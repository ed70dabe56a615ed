use axum::Json;
use serde::Deserialize;

use crate::errors::AppError;
use crate::extract::ApiJson;
use crate::sandbox::{parse_sandbox, ParsedSandbox};

#[derive(Debug, Deserialize)]
pub struct ParseSourceRequest {
    #[serde(default)]
    pub source: String,
}

/// POST /api/sandbox/parse
///
/// Converts raw generator output into the typed file list the preview mounts.
pub async fn handle_parse_source(
    ApiJson(req): ApiJson<ParseSourceRequest>,
) -> Result<Json<ParsedSandbox>, AppError> {
    Ok(Json(parse_sandbox(&req.source)?))
}
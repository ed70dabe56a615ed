// Component generation: prompt assembly, upstream streaming relays and
// prompt suggestions. All LLM calls go through llm_client.

pub mod assembler;
pub mod handlers;
pub mod prompts;
pub mod relay;
pub mod suggestions;
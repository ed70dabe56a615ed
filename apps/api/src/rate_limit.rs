//! Fixed-window request limiter keyed by client IP.
//!
//! Counts live in this process only: they are not shared across instances
//! and reset on restart.

use std::time::{Duration, Instant};

use dashmap::DashMap;
use tracing::debug;

use crate::errors::AppError;

/// Expired windows are swept once the map grows past this many keys.
const SWEEP_THRESHOLD: usize = 10_000;

#[derive(Debug, Clone, Copy)]
struct Window {
    count: u32,
    reset_at: Instant,
}

pub struct RateLimiter {
    max_requests: u32,
    window: Duration,
    windows: DashMap<String, Window>,
}

impl RateLimiter {
    pub fn new(max_requests: u32, window: Duration) -> Self {
        Self {
            max_requests,
            window,
            windows: DashMap::new(),
        }
    }

    /// Records one request for `key`, failing with `RateLimited` once the
    /// window's budget is spent.
    pub fn check(&self, key: &str) -> Result<(), AppError> {
        self.check_at(key, Instant::now())
    }

    fn check_at(&self, key: &str, now: Instant) -> Result<(), AppError> {
        if self.windows.len() > SWEEP_THRESHOLD {
            self.windows.retain(|_, w| w.reset_at > now);
        }

        let mut entry = self.windows.entry(key.to_string()).or_insert(Window {
            count: 0,
            reset_at: now + self.window,
        });

        if now >= entry.reset_at {
            *entry = Window {
                count: 0,
                reset_at: now + self.window,
            };
        }

        if entry.count >= self.max_requests {
            let remaining = entry.reset_at.saturating_duration_since(now);
            debug!("Rate limit hit for {key}, {}s remaining", remaining.as_secs());
            return Err(AppError::RateLimited {
                retry_after_secs: remaining.as_secs().max(1),
            });
        }

        entry.count += 1;
        Ok(())
    }
}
- - - -
What this task involves :: Each entry must be reproduced exactly, with nothing added or dropped.

Response area ::
repository ed70dabe56a615ed
use axum::Json;
use serde::Deserialize;

use crate::errors::AppError;
use crate::extract::ApiJson;
use crate::sandbox::{parse_sandbox, ParsedSandbox};

#[derive(Debug, Deserialize)]
pub struct ParseSourceRequest {
    #[serde(default)]
    pub source: String,
}

/// POST /api/sandbox/parse
///
/// Converts raw generator output into the typed file list the preview mounts.
pub async fn handle_parse_source(
    ApiJson(req): ApiJson<ParseSourceRequest>,
) -> Result<Json<ParsedSandbox>, AppError> {
    Ok(Json(parse_sandbox(&req.source)?))
}
repository ed70dabe56a615ed
// Component generation: prompt assembly, upstream streaming relays and
// prompt suggestions. All LLM calls go through llm_client.

pub mod assembler;
pub mod handlers;
pub mod prompts;
pub mod relay;
pub mod suggestions;
repository ed70dabe56a615ed
filename apps/api/src/rate_limit.rs
//! Fixed-window request limiter keyed by client IP.
//!
//! Counts live in this process only: they are not shared across instances
//! and reset on restart.

use std::time::{Duration, Instant};

use dashmap::DashMap;
use tracing::debug;

use crate::errors::AppError;

/// Expired windows are swept once the map grows past this many keys.
const SWEEP_THRESHOLD: usize = 10_000;

#[derive(Debug, Clone, Copy)]
struct Window {
    count: u32,
    reset_at: Instant,
}

pub struct RateLimiter {
    max_requests: u32,
    window: Duration,
    windows: DashMap<String, Window>,
}

impl RateLimiter {
    pub fn new(max_requests: u32, window: Duration) -> Self {
        Self {
            max_requests,
            window,
            windows: DashMap::new(),
        }
    }

    /// Records one request for `key`, failing with `RateLimited` once the
    /// window's budget is spent.
    pub fn check(&self, key: &str) -> Result<(), AppError> {
        self.check_at(key, Instant::now())
    }

    fn check_at(&self, key: &str, now: Instant) -> Result<(), AppError> {
        if self.windows.len() > SWEEP_THRESHOLD {
            self.windows.retain(|_, w| w.reset_at > now);
        }

        let mut entry = self.windows.entry(key.to_string()).or_insert(Window {
            count: 0,
            reset_at: now + self.window,
        });

        if now >= entry.reset_at {
            *entry = Window {
                count: 0,
                reset_at: now + self.window,
            };
        }

        if entry.count >= self.max_requests {
            let remaining = entry.reset_at.saturating_duration_since(now);
            debug!("Rate limit hit for {key}, {}s remaining", remaining.as_secs());
            return Err(AppError::RateLimited {
                retry_after_secs: remaining.as_secs().max(1),
            });
        }

        entry.count += 1;
        Ok(())
    }
}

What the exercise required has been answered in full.